I have no interference now, just rubbing with tight turns. without power steering it seems to tun easier at slow speeds when I normally have the HARDEST time getting the wheel around.

No SH-T!!!

No scraping except in the turns and it looks completely badass!!! It's just a little TOO badass for the street. 'Course I had my ass handed to me by a blown 5.0 the other day. My n/a 400W 2.70 open rearend 2" exhaust didn't help, compared to his 10lb blown 5.0 with 4.35's and 4" exhaust.

On Sat, 01 Jul 2006 11:08:35 -0600, ".boB" spewed forth:

Actually he increased the spring rate, ie made the spring stiffer by reducing the number of active coils:

Spring Rate = F/S = Gd4/8ND3 where: F = spring force. S = spring deflection. G = torsional modulus of the material. d = wire diameter. N = number of active coils. D = mean (average) coil diameter.

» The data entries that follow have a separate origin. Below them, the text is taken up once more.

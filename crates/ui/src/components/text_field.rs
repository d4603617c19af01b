// Text field component
use ratatui::{
    layout::Rect,
    style::{Color, Modifier, Style},
    text::{Line, Span},
    widgets::{Block, BorderType, Borders, Paragraph},
};

/// A labelled input box. The focused field gets a light background and a
/// block cursor at the end of its text.
pub struct TextField<'a> {
    pub label: &'a str,
    pub value: &'a str,
    pub is_focused: bool,
    pub placeholder: Option<&'a str>,
}

impl<'a> TextField<'a> {
    pub fn new(label: &'a str, value: &'a str) -> Self {
        TextField {
            label,
            value,
            is_focused: false,
            placeholder: None,
        }
    }

    pub fn focused(mut self, is_focused: bool) -> Self {
        self.is_focused = is_focused;
        self
    }

    pub fn placeholder(mut self, placeholder: &'a str) -> Self {
        self.placeholder = Some(placeholder);
        self
    }

    /// Text to draw, cursor included
    pub fn display_text(&self) -> String {
        match (self.value.is_empty(), self.is_focused, self.placeholder) {
            (true, false, Some(placeholder)) => placeholder.to_string(),
            (_, true, _) => format!("{}█", self.value),
            _ => self.value.to_string(),
        }
    }

    /// Break the text into rows of at most `width` characters. Long lines
    /// wrap mid-word so the row count, and with it the scroll offset, is exact.
    pub fn wrapped_rows(&self, width: u16) -> Vec<String> {
        let width = usize::from(width.max(1));
        let mut rows = Vec::new();

        for line in self.display_text().split('\n') {
            let chars: Vec<char> = line.chars().collect();
            if chars.is_empty() {
                rows.push(String::new());
                continue;
            }
            rows.extend(chars.chunks(width).map(|chunk| chunk.iter().collect::<String>()));
        }

        rows
    }

    /// Render for `area`, scrolled so the last rows (and the cursor) show
    pub fn render(&self, area: Rect) -> Paragraph<'a> {
        let inner_width = area.width.saturating_sub(2);
        let inner_height = area.height.saturating_sub(2);

        let rows = self.wrapped_rows(inner_width);
        let row_count = u16::try_from(rows.len()).unwrap_or(u16::MAX);
        let scroll = row_count.saturating_sub(inner_height);
        let lines: Vec<Line> = rows.into_iter().map(Line::from).collect();

        let (text_style, border_style) = if self.is_focused {
            (
                Style::default().fg(Color::Black).bg(Color::LightYellow),
                Style::default().fg(Color::Yellow),
            )
        } else if self.value.is_empty() {
            (
                Style::default()
                    .fg(Color::DarkGray)
                    .add_modifier(Modifier::ITALIC),
                Style::default().fg(Color::Gray),
            )
        } else {
            (
                Style::default().fg(Color::White),
                Style::default().fg(Color::Gray),
            )
        };

        Paragraph::new(lines)
            .style(text_style)
            .block(
                Block::default()
                    .borders(Borders::ALL)
                    .border_type(BorderType::Rounded)
                    .border_style(border_style)
                    .title(Span::styled(
                        format!(" {} ", self.label),
                        border_style.add_modifier(Modifier::BOLD),
                    )),
            )
            .scroll((scroll, 0))
    }
}
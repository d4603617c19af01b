use models::ReportInput;
use thiserror::Error;

/// Shortest description accepted for a report, in characters
pub const MIN_DESCRIPTION_CHARS: usize = 20;

/// Reason a report was turned away. The message is shown to the resident as is.
#[derive(Debug, Clone, Copy, PartialEq, Eq, Error)]
pub enum ValidationError {
    #[error("Please specify a location for the issue.")]
    MissingLocation,
    #[error("Please provide a detailed description (at least 20 characters).")]
    DescriptionTooShort,
}

/// Decide whether a report may be submitted.
///
/// Rules are checked in order and the first failure is returned: the location
/// must not be blank, then the description must not be blank and must have at
/// least [`MIN_DESCRIPTION_CHARS`] characters. The length is the raw character
/// count, surrounding whitespace included.
pub fn validate_report(location: &str, description: &str) -> Result<(), ValidationError> {
    if location.trim().is_empty() {
        return Err(ValidationError::MissingLocation);
    }

    if description.trim().is_empty() || description.chars().count() < MIN_DESCRIPTION_CHARS {
        return Err(ValidationError::DescriptionTooShort);
    }

    Ok(())
}

pub fn validate_input(input: &ReportInput) -> Result<(), ValidationError> {
    validate_report(&input.location, &input.description)
}

#[cfg(test)]
mod tests {
    use super::*;

    const LOCATION_MSG: &str = "Please specify a location for the issue.";
    const DESCRIPTION_MSG: &str =
        "Please provide a detailed description (at least 20 characters).";

    #[test]
    fn test_missing_location() {
        let err = validate_report("", "irrelevant").unwrap_err();
        assert_eq!(err, ValidationError::MissingLocation);
        assert_eq!(err.to_string(), LOCATION_MSG);
    }

    #[test]
    fn test_location_checked_before_description() {
        for location in ["", " ", "\t\n", "   "] {
            for description in ["", "short", "There is a large pothole here"] {
                assert_eq!(
                    validate_report(location, description),
                    Err(ValidationError::MissingLocation),
                    "location {:?}, description {:?}",
                    location,
                    description
                );
            }
        }
    }

    #[test]
    fn test_short_description() {
        let err = validate_report("Main St", "too short").unwrap_err();
        assert_eq!(err, ValidationError::DescriptionTooShort);
        assert_eq!(err.to_string(), DESCRIPTION_MSG);
    }

    #[test]
    fn test_empty_description() {
        assert_eq!(
            validate_report("Main St", ""),
            Err(ValidationError::DescriptionTooShort)
        );
    }

    #[test]
    fn test_whitespace_description_fails_even_when_long() {
        let blank = " ".repeat(25);
        assert_eq!(
            validate_report("Main St", &blank),
            Err(ValidationError::DescriptionTooShort)
        );
    }

    #[test]
    fn test_valid_report() {
        assert_eq!(
            validate_report("Main St", "There is a large pothole here"),
            Ok(())
        );
    }

    #[test]
    fn test_description_length_boundary() {
        let exactly = "a".repeat(MIN_DESCRIPTION_CHARS);
        let one_short = "a".repeat(MIN_DESCRIPTION_CHARS - 1);
        assert_eq!(validate_report("Main St", &exactly), Ok(()));
        assert_eq!(
            validate_report("Main St", &one_short),
            Err(ValidationError::DescriptionTooShort)
        );
    }

    #[test]
    fn test_length_counts_untrimmed_characters() {
        // 17 visible characters, padded with spaces
        let padded = " broken bench seat ";
        assert_eq!(padded.chars().count(), 19);
        assert!(validate_report("Park", padded).is_err());
        assert_eq!(validate_report("Park", " broken bench seat  "), Ok(()));
    }

    #[test]
    fn test_length_counts_characters_not_bytes() {
        // 19 characters but more than 20 bytes
        let accented = "ééééééééééééééééééé";
        assert_eq!(accented.chars().count(), 19);
        assert!(accented.len() > MIN_DESCRIPTION_CHARS);
        assert!(validate_report("Rue Centrale", accented).is_err());
    }

    #[test]
    fn test_validation_is_repeatable() {
        let input = ReportInput::new("Main St", "too short");
        assert_eq!(validate_input(&input), validate_input(&input));

        let input = ReportInput::new("Main St", "There is a large pothole here");
        assert_eq!(validate_input(&input), Ok(()));
        assert_eq!(validate_input(&input), Ok(()));
    }
}
// UI models for civic-portal
use models::ReportInput;
use validators::{report_completeness, MIN_DESCRIPTION_CHARS};

/// What happens when a menu entry is activated
#[derive(Debug, Clone, Copy, PartialEq, Eq)]
pub enum MenuAction {
    ReportIssue,
}

/// One entry of the main menu.
///
/// Entries are plain data so a placeholder becomes a working feature by
/// flipping `enabled` and giving it an action.
#[derive(Debug, Clone, PartialEq, Eq)]
pub struct MenuEntry {
    pub label: String,
    pub enabled: bool,
    pub tooltip: String,
    pub action: Option<MenuAction>,
}

impl MenuEntry {
    pub fn new(label: &str, tooltip: &str, action: MenuAction) -> Self {
        MenuEntry {
            label: label.to_string(),
            enabled: true,
            tooltip: tooltip.to_string(),
            action: Some(action),
        }
    }

    /// A disabled placeholder for a feature that does not exist yet
    pub fn coming_soon(label: &str, tooltip: &str) -> Self {
        MenuEntry {
            label: label.to_string(),
            enabled: false,
            tooltip: tooltip.to_string(),
            action: None,
        }
    }

    pub fn display_label(&self) -> String {
        if self.enabled {
            self.label.clone()
        } else {
            format!("{} \u{26A0}", self.label)
        }
    }

    /// The action to run, if the entry can be activated at all
    pub fn active_action(&self) -> Option<MenuAction> {
        if self.enabled {
            self.action
        } else {
            None
        }
    }
}

/// Entries shown on the main menu, top to bottom
pub fn default_menu() -> Vec<MenuEntry> {
    vec![
        MenuEntry::new(
            "Report Municipal Issues",
            "Submit reports about infrastructure problems, sanitation issues, or other municipal concerns",
            MenuAction::ReportIssue,
        ),
        MenuEntry::coming_soon(
            "Community Events",
            "View and participate in local community events (Coming Soon)",
        ),
        MenuEntry::coming_soon(
            "Service Tracking",
            "Track status of your service requests (Coming Soon)",
        ),
    ]
}

/// Focusable parts of the report form, in tab order
#[derive(Debug, Clone, Copy, PartialEq, Eq)]
pub enum FormField {
    Location,
    Description,
    Submit,
    Cancel,
}

impl FormField {
    pub fn next(&self) -> Self {
        match self {
            FormField::Location => FormField::Description,
            FormField::Description => FormField::Submit,
            FormField::Submit => FormField::Cancel,
            FormField::Cancel => FormField::Location,
        }
    }

    pub fn previous(&self) -> Self {
        match self {
            FormField::Location => FormField::Cancel,
            FormField::Description => FormField::Location,
            FormField::Submit => FormField::Description,
            FormField::Cancel => FormField::Submit,
        }
    }

    pub fn is_text(&self) -> bool {
        matches!(self, FormField::Location | FormField::Description)
    }
}

/// Contents of the report form while it is open
#[derive(Debug, Clone)]
pub struct ReportForm {
    pub location: String,
    pub description: String,
    pub focus: FormField,
    pub error: Option<String>, // Inline banner from the last failed submit
}

impl Default for ReportForm {
    fn default() -> Self {
        Self::new()
    }
}

impl ReportForm {
    pub fn new() -> Self {
        ReportForm {
            location: String::new(),
            description: String::new(),
            focus: FormField::Location,
            error: None,
        }
    }

    pub fn to_input(&self) -> ReportInput {
        ReportInput::new(self.location.clone(), self.description.clone())
    }

    fn focused_text_mut(&mut self) -> Option<&mut String> {
        match self.focus {
            FormField::Location => Some(&mut self.location),
            FormField::Description => Some(&mut self.description),
            FormField::Submit | FormField::Cancel => None,
        }
    }

    // Typing into a field dismisses the error banner
    pub fn insert_char(&mut self, c: char) {
        if let Some(text) = self.focused_text_mut() {
            text.push(c);
            self.error = None;
        }
    }

    pub fn backspace(&mut self) {
        if let Some(text) = self.focused_text_mut() {
            if text.pop().is_some() {
                self.error = None;
            }
        }
    }

    /// Line break in the description; the location is a single line
    pub fn newline(&mut self) {
        if self.focus == FormField::Description {
            self.description.push('\n');
            self.error = None;
        }
    }

    pub fn focus_next(&mut self) {
        self.focus = self.focus.next();
    }

    pub fn focus_previous(&mut self) {
        self.focus = self.focus.previous();
    }

    pub fn description_chars(&self) -> usize {
        self.description.chars().count()
    }

    pub fn completeness(&self) -> f64 {
        report_completeness(&self.location, &self.description)
    }

    /// Character counter shown under the description
    pub fn description_hint(&self) -> String {
        let count = self.description_chars();
        if count < MIN_DESCRIPTION_CHARS {
            format!("{}/{} characters", count, MIN_DESCRIPTION_CHARS)
        } else {
            format!("{} characters", count)
        }
    }
}
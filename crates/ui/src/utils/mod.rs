// UI utilities
use ratatui::layout::Rect;

/// A `width` x `height` rectangle centered in `area`, shrunk to fit
pub fn centered_rect(width: u16, height: u16, area: Rect) -> Rect {
    let width = width.min(area.width);
    let height = height.min(area.height);
    let x = area.x + (area.width - width) / 2;
    let y = area.y + (area.height - height) / 2;

    Rect {
        x,
        y,
        width,
        height,
    }
}
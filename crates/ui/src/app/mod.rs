// App module for UI state and main TUI entry point
mod state;

use crate::views::render_ui;
use crossterm::{
    event::{self, Event, KeyCode, KeyEventKind},
    execute,
    terminal::{
        disable_raw_mode, enable_raw_mode, EnterAlternateScreen, LeaveAlternateScreen, SetTitle,
    },
};
use ratatui::{backend::CrosstermBackend, Terminal};
use repository::IssueRepository;
use std::io::{self, stdout};
use std::time::Duration;

pub use state::App;

pub const WINDOW_TITLE: &str = "Community Engagement Portal";

// Main entry point for the TUI interface
pub fn run_portal_tui(repository: Box<dyn IssueRepository>) -> io::Result<()> {
    // Log lines would scribble over the alternate screen
    logging::set_console_echo(false);

    if let Err(e) = enable_raw_mode() {
        logging::set_console_echo(true);
        return Err(e);
    }

    let session = open_terminal().and_then(|mut terminal| {
        let mut app = App::new(repository);
        logging::info("Portal started");

        let result = run_tui_event_loop(&mut terminal, &mut app);
        first_error([result, terminal.show_cursor()])
    });

    // Every restore step runs, even when an earlier one failed
    let result = first_error([session, disable_raw_mode(), leave_alternate_screen()]);
    logging::set_console_echo(true);

    if let Err(e) = &result {
        logging::error(&format!("Portal UI failed: {}", e));
    }
    result
}

type PortalTerminal = Terminal<CrosstermBackend<io::Stdout>>;

fn open_terminal() -> io::Result<PortalTerminal> {
    let mut stdout = stdout();
    execute!(stdout, EnterAlternateScreen, SetTitle(WINDOW_TITLE))?;
    Terminal::new(CrosstermBackend::new(stdout))
}

fn leave_alternate_screen() -> io::Result<()> {
    execute!(stdout(), LeaveAlternateScreen)
}

// The first failure among steps that have all already run
fn first_error<I>(results: I) -> io::Result<()>
where
    I: IntoIterator<Item = io::Result<()>>,
{
    results.into_iter().fold(Ok(()), |acc, next| acc.and(next))
}

// Helper function to run the main event loop
fn run_tui_event_loop(terminal: &mut PortalTerminal, app: &mut App) -> io::Result<()> {
    // Keep the poll short so status messages expire on time
    let event_poll_timeout = Duration::from_millis(50);

    loop {
        terminal.draw(|f| {
            render_ui(f, app);
        })?;

        app.tick();

        if !event::poll(event_poll_timeout)? {
            continue;
        }

        let Event::Key(key) = event::read()? else {
            continue;
        };

        // Windows reports releases too
        if key.kind == KeyEventKind::Release {
            continue;
        }

        // The modal form gets every key while it is open
        if app.is_form_open() {
            app.handle_form_key(key);
            continue;
        }

        match key.code {
            KeyCode::Char('q') => break Ok(()),
            KeyCode::Esc => {
                if app.show_help {
                    app.show_help = false;
                } else {
                    break Ok(());
                }
            }
            KeyCode::Char('?') => app.toggle_help(),
            KeyCode::Up | KeyCode::Char('k') => app.previous_entry(),
            KeyCode::Down | KeyCode::Char('j') => app.next_entry(),
            KeyCode::Enter => {
                if !app.show_help {
                    app.activate_selected();
                }
            }
            _ => {}
        }
    }
}

#[cfg(test)]
mod tests {
    use super::*;

    fn failure(kind: io::ErrorKind) -> io::Result<()> {
        Err(io::Error::new(kind, "restore step failed"))
    }

    #[test]
    fn test_first_error_is_kept_over_later_ones() {
        let result = first_error([
            Ok(()),
            failure(io::ErrorKind::BrokenPipe),
            failure(io::ErrorKind::PermissionDenied),
        ]);
        assert_eq!(result.unwrap_err().kind(), io::ErrorKind::BrokenPipe);
    }

    #[test]
    fn test_loop_error_wins_over_cleanup_error() {
        let session = failure(io::ErrorKind::Interrupted);
        let result = first_error([session, Ok(()), failure(io::ErrorKind::Other)]);
        assert_eq!(result.unwrap_err().kind(), io::ErrorKind::Interrupted);
    }

    #[test]
    fn test_all_steps_ok() {
        assert!(first_error([Ok(()), Ok(()), Ok(())]).is_ok());
    }
}
// Progress bar component
use ratatui::{
    style::{Color, Style},
    widgets::Gauge,
};

/// Shows how complete the report form is
pub struct ProgressBar {
    pub progress: f64,
    pub label: Option<String>,
}

impl ProgressBar {
    pub fn new(progress: f64) -> Self {
        ProgressBar {
            progress: progress.clamp(0.0, 1.0),
            label: None,
        }
    }

    pub fn label(mut self, label: &str) -> Self {
        self.label = Some(label.to_string());
        self
    }

    // Green once the report is ready to go
    fn color(&self) -> Color {
        if self.progress >= 1.0 {
            Color::Green
        } else {
            Color::Yellow
        }
    }

    pub fn render(&self) -> Gauge {
        let label = match &self.label {
            Some(lbl) => format!("{} {:.0}%", lbl, self.progress * 100.0),
            None => format!("{:.0}%", self.progress * 100.0),
        };

        Gauge::default()
            .gauge_style(Style::default().fg(self.color()).bg(Color::Black))
            .label(label)
            .ratio(self.progress)
    }
}
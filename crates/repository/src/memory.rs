use crate::{IssueRepository, RepositoryError};
use models::{Issue, IssueId, ReportInput};

/// Keeps issues in memory for the lifetime of the process
#[derive(Debug, Default)]
pub struct InMemoryIssueRepository {
    issues: Vec<Issue>,
}

impl InMemoryIssueRepository {
    pub fn new() -> Self {
        Self::default()
    }

    pub fn is_empty(&self) -> bool {
        self.issues.is_empty()
    }
}

impl IssueRepository for InMemoryIssueRepository {
    fn add(&mut self, report: ReportInput) -> Result<IssueId, RepositoryError> {
        let issue = Issue::from_report(report);
        let id = issue.id;
        self.issues.push(issue);
        Ok(id)
    }

    fn list(&self) -> Result<Vec<Issue>, RepositoryError> {
        Ok(self.issues.clone())
    }
}

#[cfg(test)]
mod tests {
    use super::*;
    use models::IssueStatus;

    #[test]
    fn test_add_then_list_in_order() {
        let mut repo = InMemoryIssueRepository::new();
        let first = repo
            .add(ReportInput::new("Main St", "There is a large pothole here"))
            .unwrap();
        let second = repo
            .add(ReportInput::new("Elm Park", "Overflowing bins near the playground"))
            .unwrap();

        assert_ne!(first, second);

        let issues = repo.list().unwrap();
        assert_eq!(issues.len(), 2);
        assert_eq!(issues[0].id, first);
        assert_eq!(issues[0].location, "Main St");
        assert_eq!(issues[1].id, second);
        assert!(issues.iter().all(|i| i.status == IssueStatus::Open));
    }

    #[test]
    fn test_starts_empty() {
        let repo = InMemoryIssueRepository::new();
        assert!(repo.is_empty());
        assert!(repo.list().unwrap().is_empty());
    }
}
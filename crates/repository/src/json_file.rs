use crate::{IssueRepository, RepositoryError};
use models::{Issue, IssueId, ReportInput};
use std::fs::{self, OpenOptions};
use std::io::{ErrorKind, Write};
use std::path::{Path, PathBuf};

/// Stores issues as a pretty-printed JSON array in a single file.
///
/// The file is read on every call, so several portal instances pointed at the
/// same path see each other's reports. A missing file is an empty store.
/// Writes go through a sibling temp file that is renamed into place, and a
/// file that fails to parse is never written over.
#[derive(Debug, Clone)]
pub struct JsonFileIssueRepository {
    path: PathBuf,
}

impl JsonFileIssueRepository {
    pub fn new(path: impl Into<PathBuf>) -> Self {
        JsonFileIssueRepository { path: path.into() }
    }

    fn load(&self) -> Result<Vec<Issue>, RepositoryError> {
        let content = match fs::read_to_string(&self.path) {
            Ok(content) => content,
            Err(e) if e.kind() == ErrorKind::NotFound => return Ok(Vec::new()),
            Err(e) => return Err(RepositoryError::io(&self.path, e)),
        };

        if content.trim().is_empty() {
            return Ok(Vec::new());
        }

        serde_json::from_str(&content).map_err(|source| RepositoryError::Corrupt {
            path: self.path.clone(),
            source,
        })
    }

    fn save(&self, issues: &[Issue]) -> Result<(), RepositoryError> {
        if let Some(parent) = self.path.parent() {
            if !parent.as_os_str().is_empty() {
                fs::create_dir_all(parent).map_err(|e| RepositoryError::io(parent, e))?;
            }
        }

        let json = serde_json::to_string_pretty(issues).map_err(RepositoryError::Encode)?;

        let temp_path = self.path.with_extension("json.tmp");
        write_synced(&temp_path, json.as_bytes())
            .map_err(|e| RepositoryError::io(&temp_path, e))?;

        if let Err(e) = fs::rename(&temp_path, &self.path) {
            let _ = fs::remove_file(&temp_path);
            return Err(RepositoryError::io(&self.path, e));
        }

        Ok(())
    }
}

// Write and flush to disk, so a crash never leaves a half-written file to rename
fn write_synced(path: &Path, contents: &[u8]) -> std::io::Result<()> {
    let mut file = OpenOptions::new()
        .write(true)
        .create(true)
        .truncate(true)
        .open(path)?;
    file.write_all(contents)?;
    file.sync_all()
}

impl IssueRepository for JsonFileIssueRepository {
    fn add(&mut self, report: ReportInput) -> Result<IssueId, RepositoryError> {
        let mut issues = self.load()?;
        let issue = Issue::from_report(report);
        let id = issue.id;
        issues.push(issue);
        self.save(&issues)?;

        logging::debug(&format!(
            "Stored issue {} in {}",
            id.short(),
            self.path.display()
        ));
        Ok(id)
    }

    fn list(&self) -> Result<Vec<Issue>, RepositoryError> {
        self.load()
    }
}

#[cfg(test)]
mod tests {
    use super::*;
    use tempfile::tempdir;

    #[test]
    fn test_missing_file_is_empty_store() {
        let dir = tempdir().unwrap();
        let repo = JsonFileIssueRepository::new(dir.path().join("issues.json"));
        assert!(repo.list().unwrap().is_empty());
    }

    #[test]
    fn test_reports_survive_reopening() {
        let dir = tempdir().unwrap();
        let path = dir.path().join("nested").join("issues.json");

        let mut repo = JsonFileIssueRepository::new(&path);
        let first = repo
            .add(ReportInput::new("Main St", "There is a large pothole here"))
            .unwrap();
        let second = repo
            .add(ReportInput::new("Library", "The front ramp handrail is loose"))
            .unwrap();

        let reopened = JsonFileIssueRepository::new(&path);
        let issues = reopened.list().unwrap();
        assert_eq!(issues.len(), 2);
        assert_eq!(issues[0].id, first);
        assert_eq!(issues[1].id, second);
        assert_eq!(issues[1].description, "The front ramp handrail is loose");
        assert!(!path.with_extension("json.tmp").exists());
    }

    #[test]
    fn test_corrupt_file_is_reported_and_left_alone() {
        let dir = tempdir().unwrap();
        let path = dir.path().join("issues.json");
        fs::write(&path, "{ not json").unwrap();

        let mut repo = JsonFileIssueRepository::new(&path);
        assert!(matches!(
            repo.list(),
            Err(RepositoryError::Corrupt { .. })
        ));
        assert!(matches!(
            repo.add(ReportInput::new("Main St", "There is a large pothole here")),
            Err(RepositoryError::Corrupt { .. })
        ));
        assert_eq!(fs::read_to_string(&path).unwrap(), "{ not json");
    }

    #[test]
    fn test_failed_rename_removes_temp_file() {
        let dir = tempdir().unwrap();
        // A non-empty directory where the store file should be cannot be
        // replaced by a rename
        let path = dir.path().join("issues.json");
        fs::create_dir(&path).unwrap();
        fs::write(path.join("keep"), "x").unwrap();

        let repo = JsonFileIssueRepository::new(&path);
        let result = repo.save(&[]);

        assert!(matches!(result, Err(RepositoryError::Io { .. })));
        assert!(!path.with_extension("json.tmp").exists());
        assert!(path.join("keep").exists());
    }

    #[test]
    fn test_file_format_is_json_array() {
        let dir = tempdir().unwrap();
        let path = dir.path().join("issues.json");
        let mut repo = JsonFileIssueRepository::new(&path);
        repo.add(ReportInput::new("Main St", "There is a large pothole here"))
            .unwrap();

        let value: serde_json::Value =
            serde_json::from_str(&fs::read_to_string(&path).unwrap()).unwrap();
        let entries = value.as_array().unwrap();
        assert_eq!(entries.len(), 1);
        assert_eq!(entries[0]["location"], "Main St");
        assert_eq!(entries[0]["status"], "open");
        assert!(entries[0]["reported_at"].is_string());
    }
}
// Terminal UI crate for civic-portal
//
// This crate is organized into several modules:
// - app: Contains the App state and the TUI entry point
// - models: Menu descriptors and report form state
// - components: Reusable widgets (buttons, text fields, progress bar)
// - handlers: Report submission glue between the UI and the issue store
// - utils: Layout helpers
// - views: Rendering code

pub mod app;
pub mod components;
pub mod handlers;
pub mod models;
pub mod utils;
pub mod views;

pub use app::run_portal_tui;
pub use handlers::report::{submit_report, SubmitError};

Very interesting. I have had the intuitive theory that a coil spring and a torsion bar are similar, i.e., that the wire of the coil spring must twist as the coil is compressed. Your formula indicates that the greater the "torsional modulus" of the wire, the higher the spring rate. This seems to verify my intuition.

I have a question, though: why do you have a "4" in the numerator and an "8" and a "3" in the denominator. Why not reduce these three constants to "1/6." Oh, wait, could it be that the formula is Gd^4/8ND^3, where a "^n" indicates an exponent?

Be gentle. I'm only a liberal arts major. : (

180 Out

On 6 Jul 2006 15:03:12 -0700, snipped-for-privacy@hotmail.com spewed forth:

A coil spring and torsion bar work exactly the same way, one is just "wound up" rather than straight.

That would have been a better way to write the formula. I did a cut-n-paste from Paul Haney's webpage, and didn't notice that.

(Confirmed the formula on page 764 of Milliken's book.)